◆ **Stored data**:

============

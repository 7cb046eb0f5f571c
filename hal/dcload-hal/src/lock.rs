//! Mutual exclusion across execution contexts
//!
//! The client may be entered from ordinary code and from contexts where
//! blocking is not allowed (interrupt handlers, exception handlers). The lock
//! trait makes the difference explicit: ordinary callers may wait, restricted
//! callers get an error instead.

/// Execution context of a caller
#[derive(Debug, Clone, Copy, PartialEq, Eq, Default)]
#[cfg_attr(feature = "defmt", derive(defmt::Format))]
pub enum ExecContext {
    /// Normal thread context; blocking and interrupts are available
    #[default]
    Thread,
    /// Interrupt-like context; must not block, receive interrupts are masked
    Interrupt,
}

impl ExecContext {
    /// Whether waiting is forbidden in this context
    pub fn is_restricted(self) -> bool {
        matches!(self, ExecContext::Interrupt)
    }
}

/// Reports the execution context of the current caller
pub trait ContextProbe {
    /// Context the caller is running in
    fn current(&self) -> ExecContext;
}

/// A fixed context, for platforms without interrupts or for tests
impl ContextProbe for ExecContext {
    fn current(&self) -> ExecContext {
        *self
    }
}

/// Errors from lock operations
#[derive(Debug, Clone, Copy, PartialEq, Eq)]
#[cfg_attr(feature = "defmt", derive(defmt::Format))]
pub enum LockError {
    /// Lock is held and the caller may not wait
    WouldBlock,
    /// Lock was never initialized or has been destroyed
    Uninitialized,
    /// Lock could not be initialized
    Init,
}

/// Lock usable from both thread and interrupt contexts
///
/// All methods take `&self`: the lock is shared state by nature.
pub trait IrqSafeLock {
    /// Prepare the lock for use
    fn init(&self) -> Result<(), LockError>;

    /// Acquire the lock
    ///
    /// In [`ExecContext::Thread`] this may wait for the holder. In
    /// [`ExecContext::Interrupt`] it either succeeds at once or returns
    /// [`LockError::WouldBlock`].
    fn lock(&self, context: ExecContext) -> Result<(), LockError>;

    /// Release a lock acquired with [`IrqSafeLock::lock`]
    fn unlock(&self);

    /// Tear the lock down; later `lock` calls fail
    fn destroy(&self);
}

impl<T: IrqSafeLock + ?Sized> IrqSafeLock for &T {
    fn init(&self) -> Result<(), LockError> {
        (**self).init()
    }

    fn lock(&self, context: ExecContext) -> Result<(), LockError> {
        (**self).lock(context)
    }

    fn unlock(&self) {
        (**self).unlock()
    }

    fn destroy(&self) {
        (**self).destroy()
    }
}
//! Command tags and request encoding
//!
//! Commands fall into two groups:
//! - Host → Client: binary transfer verbs, version query, the terminal result
//! - Client → Host: filesystem requests, each answered by a `RETV`

use crate::packet::{PacketError, PacketWriter, TAG_LEN};

// Tags: Host → Client
pub const TAG_LOAD_BINARY: [u8; TAG_LEN] = *b"LBIN";
pub const TAG_PUT_BINARY: [u8; TAG_LEN] = *b"PBIN";
pub const TAG_DONE_BINARY: [u8; TAG_LEN] = *b"DBIN";
pub const TAG_SEND_BINARY: [u8; TAG_LEN] = *b"SBIN";
pub const TAG_SEND_BINARY_QUIET: [u8; TAG_LEN] = *b"SBIQ";
pub const TAG_RETURN_VALUE: [u8; TAG_LEN] = *b"RETV";
pub const TAG_VERSION: [u8; TAG_LEN] = *b"VERS";

// Tags: Client → Host
pub const TAG_EXIT: [u8; TAG_LEN] = *b"DC00";
pub const TAG_WRITE: [u8; TAG_LEN] = *b"DD02";
pub const TAG_READ: [u8; TAG_LEN] = *b"DC03";
pub const TAG_OPEN: [u8; TAG_LEN] = *b"DC04";
pub const TAG_CLOSE: [u8; TAG_LEN] = *b"DC05";
pub const TAG_LINK: [u8; TAG_LEN] = *b"DC07";
pub const TAG_UNLINK: [u8; TAG_LEN] = *b"DC08";
pub const TAG_LSEEK: [u8; TAG_LEN] = *b"DC11";
pub const TAG_STAT: [u8; TAG_LEN] = *b"DC13";
pub const TAG_OPENDIR: [u8; TAG_LEN] = *b"DC16";
pub const TAG_CLOSEDIR: [u8; TAG_LEN] = *b"DC17";
pub const TAG_READDIR: [u8; TAG_LEN] = *b"DC18";

/// Host open-mode bits carried in the `DC04` address field
pub mod open_flags {
    pub const RDONLY: u32 = 0x0000;
    pub const WRONLY: u32 = 0x0001;
    pub const RDWR: u32 = 0x0002;
    pub const APPEND: u32 = 0x0008;
    pub const CREAT: u32 = 0x0200;
    pub const TRUNC: u32 = 0x0400;
}

/// Creation mode sent with every file open
pub const CREATE_MODE: u32 = 0o644;

/// Raw host descriptor of the host tool's standard output
pub const HOST_STDOUT: u32 = 1;

/// Protocol verbs
///
/// Parsed once from the 4-byte tag. Tags this client does not know are kept
/// as [`Command::Unrecognized`] so the receive loop can drop them and carry
/// on waiting.
#[derive(Debug, Clone, Copy, PartialEq, Eq)]
#[cfg_attr(feature = "defmt", derive(defmt::Format))]
pub enum Command {
    /// Start a chunked download into client memory
    LoadBinary,
    /// One chunk of a download
    PutBinary,
    /// Next-missing-block query (host → client) or end of upload (client → host)
    DoneBinary,
    /// Upload request (host → client) or upload chunk (client → host)
    SendBinary,
    /// Upload request without progress output on the host
    SendBinaryQuiet,
    /// Terminal result of a request
    ReturnValue,
    /// Identity query
    Version,
    /// Disconnect notification
    Exit,
    Write,
    Read,
    Open,
    Close,
    /// Create a second name for a file (first half of a rename)
    Link,
    Unlink,
    Lseek,
    Stat,
    OpenDir,
    CloseDir,
    ReadDir,
    /// Tag not known to this client
    Unrecognized([u8; TAG_LEN]),
}

impl Command {
    /// Classify a tag
    pub fn from_tag(tag: [u8; TAG_LEN]) -> Self {
        match tag {
            TAG_LOAD_BINARY => Command::LoadBinary,
            TAG_PUT_BINARY => Command::PutBinary,
            TAG_DONE_BINARY => Command::DoneBinary,
            TAG_SEND_BINARY => Command::SendBinary,
            TAG_SEND_BINARY_QUIET => Command::SendBinaryQuiet,
            TAG_RETURN_VALUE => Command::ReturnValue,
            TAG_VERSION => Command::Version,
            TAG_EXIT => Command::Exit,
            TAG_WRITE => Command::Write,
            TAG_READ => Command::Read,
            TAG_OPEN => Command::Open,
            TAG_CLOSE => Command::Close,
            TAG_LINK => Command::Link,
            TAG_UNLINK => Command::Unlink,
            TAG_LSEEK => Command::Lseek,
            TAG_STAT => Command::Stat,
            TAG_OPENDIR => Command::OpenDir,
            TAG_CLOSEDIR => Command::CloseDir,
            TAG_READDIR => Command::ReadDir,
            other => Command::Unrecognized(other),
        }
    }

    /// Wire tag for this command
    pub fn tag(self) -> [u8; TAG_LEN] {
        match self {
            Command::LoadBinary => TAG_LOAD_BINARY,
            Command::PutBinary => TAG_PUT_BINARY,
            Command::DoneBinary => TAG_DONE_BINARY,
            Command::SendBinary => TAG_SEND_BINARY,
            Command::SendBinaryQuiet => TAG_SEND_BINARY_QUIET,
            Command::ReturnValue => TAG_RETURN_VALUE,
            Command::Version => TAG_VERSION,
            Command::Exit => TAG_EXIT,
            Command::Write => TAG_WRITE,
            Command::Read => TAG_READ,
            Command::Open => TAG_OPEN,
            Command::Close => TAG_CLOSE,
            Command::Link => TAG_LINK,
            Command::Unlink => TAG_UNLINK,
            Command::Lseek => TAG_LSEEK,
            Command::Stat => TAG_STAT,
            Command::OpenDir => TAG_OPENDIR,
            Command::CloseDir => TAG_CLOSEDIR,
            Command::ReadDir => TAG_READDIR,
            Command::Unrecognized(tag) => tag,
        }
    }
}

/// Requests sent from the client to the host
///
/// `addr` fields name the client memory window the host should read from or
/// write into while servicing the request.
#[derive(Debug, Clone, Copy, PartialEq, Eq)]
#[cfg_attr(feature = "defmt", derive(defmt::Format))]
pub enum Request<'a> {
    /// Disconnect notification; the host does not answer
    Exit,
    /// Open a file
    Open { path: &'a str, flags: u32, mode: u32 },
    /// Close a raw file descriptor
    Close { fd: u32 },
    /// Read `count` bytes into the window at `addr`
    Read { fd: u32, addr: u32, count: u32 },
    /// Write `count` bytes from the window at `addr`
    Write { fd: u32, addr: u32, count: u32 },
    /// Reposition a descriptor
    Lseek { fd: u32, offset: u32, whence: u32 },
    /// Give `from` the additional name `to`
    Link { from: &'a str, to: &'a str },
    /// Remove a name
    Unlink { path: &'a str },
    /// Stat `path` into the window at `addr`
    Stat { path: &'a str, addr: u32, size: u32 },
    /// Open a directory
    OpenDir { path: &'a str },
    /// Close a raw directory handle
    CloseDir { dir: u32 },
    /// Read one directory entry into the window at `addr`
    ReadDir { dir: u32, addr: u32, size: u32 },
}

impl<'a> Request<'a> {
    /// Command tag of this request
    pub fn command(&self) -> Command {
        match self {
            Request::Exit => Command::Exit,
            Request::Open { .. } => Command::Open,
            Request::Close { .. } => Command::Close,
            Request::Read { .. } => Command::Read,
            Request::Write { .. } => Command::Write,
            Request::Lseek { .. } => Command::Lseek,
            Request::Link { .. } => Command::Link,
            Request::Unlink { .. } => Command::Unlink,
            Request::Stat { .. } => Command::Stat,
            Request::OpenDir { .. } => Command::OpenDir,
            Request::CloseDir { .. } => Command::CloseDir,
            Request::ReadDir { .. } => Command::ReadDir,
        }
    }

    /// Encode this request into `buf`
    ///
    /// Returns the number of bytes written
    pub fn encode(&self, buf: &mut [u8]) -> Result<usize, PacketError> {
        let mut w = PacketWriter::new(buf, self.command())?;
        match *self {
            Request::Exit => {
                w.u32(0)?.u32(0)?;
            }
            Request::Open { path, flags, mode } => {
                w.u32(flags)?.u32(mode)?.cstr(path)?;
            }
            Request::Close { fd } => {
                w.u32(fd)?;
            }
            Request::CloseDir { dir } => {
                w.u32(dir)?;
            }
            Request::Read { fd, addr, count } | Request::Write { fd, addr, count } => {
                w.u32(fd)?.u32(addr)?.u32(count)?;
            }
            Request::Lseek { fd, offset, whence } => {
                w.u32(fd)?.u32(offset)?.u32(whence)?;
            }
            Request::ReadDir { dir, addr, size } => {
                w.u32(dir)?.u32(addr)?.u32(size)?;
            }
            Request::Link { from, to } => {
                w.cstr(from)?.cstr(to)?;
            }
            Request::Unlink { path } | Request::OpenDir { path } => {
                w.cstr(path)?;
            }
            Request::Stat { path, addr, size } => {
                w.u32(addr)?.u32(size)?.cstr(path)?;
            }
        }
        Ok(w.finish())
    }
}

============

◆ **WHAT YOU ARE ASKED TO DO**:
Only the lines from the first line of the records through the one containing "impl<T: IrqSafeLock +" should be reproduced, exactly, with both of them included.

◆ **REPLY**:
repository 7cb046eb0f5f571c
filename hal/dcload-hal/src/lock.rs
//! Mutual exclusion across execution contexts
//!
//! The client may be entered from ordinary code and from contexts where
//! blocking is not allowed (interrupt handlers, exception handlers). The lock
//! trait makes the difference explicit: ordinary callers may wait, restricted
//! callers get an error instead.

/// Execution context of a caller
#[derive(Debug, Clone, Copy, PartialEq, Eq, Default)]
#[cfg_attr(feature = "defmt", derive(defmt::Format))]
pub enum ExecContext {
    /// Normal thread context; blocking and interrupts are available
    #[default]
    Thread,
    /// Interrupt-like context; must not block, receive interrupts are masked
    Interrupt,
}

impl ExecContext {
    /// Whether waiting is forbidden in this context
    pub fn is_restricted(self) -> bool {
        matches!(self, ExecContext::Interrupt)
    }
}

/// Reports the execution context of the current caller
pub trait ContextProbe {
    /// Context the caller is running in
    fn current(&self) -> ExecContext;
}

/// A fixed context, for platforms without interrupts or for tests
impl ContextProbe for ExecContext {
    fn current(&self) -> ExecContext {
        *self
    }
}

/// Errors from lock operations
#[derive(Debug, Clone, Copy, PartialEq, Eq)]
#[cfg_attr(feature = "defmt", derive(defmt::Format))]
pub enum LockError {
    /// Lock is held and the caller may not wait
    WouldBlock,
    /// Lock was never initialized or has been destroyed
    Uninitialized,
    /// Lock could not be initialized
    Init,
}

/// Lock usable from both thread and interrupt contexts
///
/// All methods take `&self`: the lock is shared state by nature.
pub trait IrqSafeLock {
    /// Prepare the lock for use
    fn init(&self) -> Result<(), LockError>;

    /// Acquire the lock
    ///
    /// In [`ExecContext::Thread`] this may wait for the holder. In
    /// [`ExecContext::Interrupt`] it either succeeds at once or returns
    /// [`LockError::WouldBlock`].
    fn lock(&self, context: ExecContext) -> Result<(), LockError>;

    /// Release a lock acquired with [`IrqSafeLock::lock`]
    fn unlock(&self);

    /// Tear the lock down; later `lock` calls fail
    fn destroy(&self);
}

impl<T: IrqSafeLock + ?Sized> IrqSafeLock for &T {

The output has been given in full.